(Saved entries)
_ _ _

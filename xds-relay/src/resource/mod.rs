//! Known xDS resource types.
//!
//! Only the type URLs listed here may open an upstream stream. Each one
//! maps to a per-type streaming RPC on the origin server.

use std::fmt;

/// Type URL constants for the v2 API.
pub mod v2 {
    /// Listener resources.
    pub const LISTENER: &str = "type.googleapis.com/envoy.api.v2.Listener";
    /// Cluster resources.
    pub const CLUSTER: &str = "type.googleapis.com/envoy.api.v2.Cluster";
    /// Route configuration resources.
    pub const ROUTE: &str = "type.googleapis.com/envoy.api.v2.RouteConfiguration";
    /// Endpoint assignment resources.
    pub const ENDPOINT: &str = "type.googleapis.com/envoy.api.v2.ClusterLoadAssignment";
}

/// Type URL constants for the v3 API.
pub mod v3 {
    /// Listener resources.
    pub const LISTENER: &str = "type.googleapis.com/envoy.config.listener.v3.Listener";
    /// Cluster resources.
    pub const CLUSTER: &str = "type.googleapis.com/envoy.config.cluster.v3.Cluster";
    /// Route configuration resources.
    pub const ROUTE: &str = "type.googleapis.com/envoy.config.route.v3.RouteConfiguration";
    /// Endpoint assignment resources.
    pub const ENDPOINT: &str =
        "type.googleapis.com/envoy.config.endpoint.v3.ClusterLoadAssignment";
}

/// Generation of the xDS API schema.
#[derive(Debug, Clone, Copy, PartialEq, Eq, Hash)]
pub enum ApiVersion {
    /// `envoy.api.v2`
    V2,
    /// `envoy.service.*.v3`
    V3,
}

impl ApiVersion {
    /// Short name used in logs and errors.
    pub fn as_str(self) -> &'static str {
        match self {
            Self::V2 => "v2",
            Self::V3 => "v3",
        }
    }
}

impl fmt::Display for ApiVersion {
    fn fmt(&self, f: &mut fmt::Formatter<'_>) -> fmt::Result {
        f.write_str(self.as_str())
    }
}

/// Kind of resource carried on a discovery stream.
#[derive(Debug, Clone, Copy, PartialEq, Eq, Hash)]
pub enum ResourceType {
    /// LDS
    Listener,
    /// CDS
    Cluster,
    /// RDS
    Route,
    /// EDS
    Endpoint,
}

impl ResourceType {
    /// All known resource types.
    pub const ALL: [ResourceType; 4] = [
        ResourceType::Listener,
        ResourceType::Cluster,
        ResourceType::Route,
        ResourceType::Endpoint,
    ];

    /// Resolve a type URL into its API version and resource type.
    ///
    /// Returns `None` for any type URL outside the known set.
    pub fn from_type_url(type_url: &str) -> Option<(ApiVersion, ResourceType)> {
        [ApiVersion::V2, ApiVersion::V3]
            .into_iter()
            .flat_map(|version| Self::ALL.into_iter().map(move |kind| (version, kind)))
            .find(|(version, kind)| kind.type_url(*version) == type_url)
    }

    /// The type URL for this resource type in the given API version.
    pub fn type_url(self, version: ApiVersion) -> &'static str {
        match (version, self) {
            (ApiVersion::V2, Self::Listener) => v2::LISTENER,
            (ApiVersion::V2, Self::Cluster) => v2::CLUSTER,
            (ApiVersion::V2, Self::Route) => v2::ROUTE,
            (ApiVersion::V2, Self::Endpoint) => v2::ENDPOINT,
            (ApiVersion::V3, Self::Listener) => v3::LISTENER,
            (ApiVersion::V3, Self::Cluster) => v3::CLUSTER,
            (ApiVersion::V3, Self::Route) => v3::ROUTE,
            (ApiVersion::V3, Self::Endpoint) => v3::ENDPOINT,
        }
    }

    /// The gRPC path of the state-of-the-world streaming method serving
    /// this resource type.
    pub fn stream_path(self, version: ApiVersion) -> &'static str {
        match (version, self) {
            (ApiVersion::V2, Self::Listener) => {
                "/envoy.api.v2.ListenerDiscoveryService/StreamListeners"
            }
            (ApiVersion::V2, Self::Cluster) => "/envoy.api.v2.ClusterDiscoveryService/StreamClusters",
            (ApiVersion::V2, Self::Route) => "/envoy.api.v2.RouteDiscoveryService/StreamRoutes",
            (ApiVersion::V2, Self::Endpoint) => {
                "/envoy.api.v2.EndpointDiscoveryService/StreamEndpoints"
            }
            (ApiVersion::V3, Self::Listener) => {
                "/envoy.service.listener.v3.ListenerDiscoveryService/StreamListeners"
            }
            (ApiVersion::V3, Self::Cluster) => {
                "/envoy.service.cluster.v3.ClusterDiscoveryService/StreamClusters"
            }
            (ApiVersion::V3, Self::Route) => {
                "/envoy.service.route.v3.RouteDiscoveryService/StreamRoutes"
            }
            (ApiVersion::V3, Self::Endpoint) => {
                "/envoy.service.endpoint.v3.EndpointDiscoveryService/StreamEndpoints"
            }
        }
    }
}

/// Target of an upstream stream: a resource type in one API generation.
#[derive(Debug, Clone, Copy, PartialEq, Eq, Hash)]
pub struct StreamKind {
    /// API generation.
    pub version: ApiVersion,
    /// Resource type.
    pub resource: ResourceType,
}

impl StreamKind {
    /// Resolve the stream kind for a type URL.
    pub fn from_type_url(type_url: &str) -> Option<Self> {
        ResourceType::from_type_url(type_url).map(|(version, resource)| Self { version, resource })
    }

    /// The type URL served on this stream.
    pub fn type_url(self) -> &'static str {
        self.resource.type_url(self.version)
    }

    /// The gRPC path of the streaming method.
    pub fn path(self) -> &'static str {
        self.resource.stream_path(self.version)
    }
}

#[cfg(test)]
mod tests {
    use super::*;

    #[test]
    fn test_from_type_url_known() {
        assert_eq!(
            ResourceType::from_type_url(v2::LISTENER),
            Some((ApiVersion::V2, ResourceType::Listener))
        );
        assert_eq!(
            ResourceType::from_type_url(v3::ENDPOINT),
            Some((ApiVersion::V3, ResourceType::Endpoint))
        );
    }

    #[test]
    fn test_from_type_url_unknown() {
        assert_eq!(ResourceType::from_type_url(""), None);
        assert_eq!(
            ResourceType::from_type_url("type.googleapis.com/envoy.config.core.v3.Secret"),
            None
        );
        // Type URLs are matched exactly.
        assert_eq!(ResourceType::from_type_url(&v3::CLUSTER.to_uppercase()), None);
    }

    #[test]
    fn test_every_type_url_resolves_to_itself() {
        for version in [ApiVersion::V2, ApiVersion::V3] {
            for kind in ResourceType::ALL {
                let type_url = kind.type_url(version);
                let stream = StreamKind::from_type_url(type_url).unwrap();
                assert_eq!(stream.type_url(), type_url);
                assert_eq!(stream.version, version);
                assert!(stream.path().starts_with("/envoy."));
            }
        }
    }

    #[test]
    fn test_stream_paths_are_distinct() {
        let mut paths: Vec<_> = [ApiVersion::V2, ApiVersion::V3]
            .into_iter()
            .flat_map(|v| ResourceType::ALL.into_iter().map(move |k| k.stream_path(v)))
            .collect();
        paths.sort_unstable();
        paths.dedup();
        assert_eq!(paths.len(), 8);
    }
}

_ _ _

## What to produce
Copy every line where the word "ClusterLoadAssignment" is present in the entries above.

## Result of this task
    pub const ENDPOINT: &str = "type.googleapis.com/envoy.api.v2.ClusterLoadAssignment";
        "type.googleapis.com/envoy.config.endpoint.v3.ClusterLoadAssignment";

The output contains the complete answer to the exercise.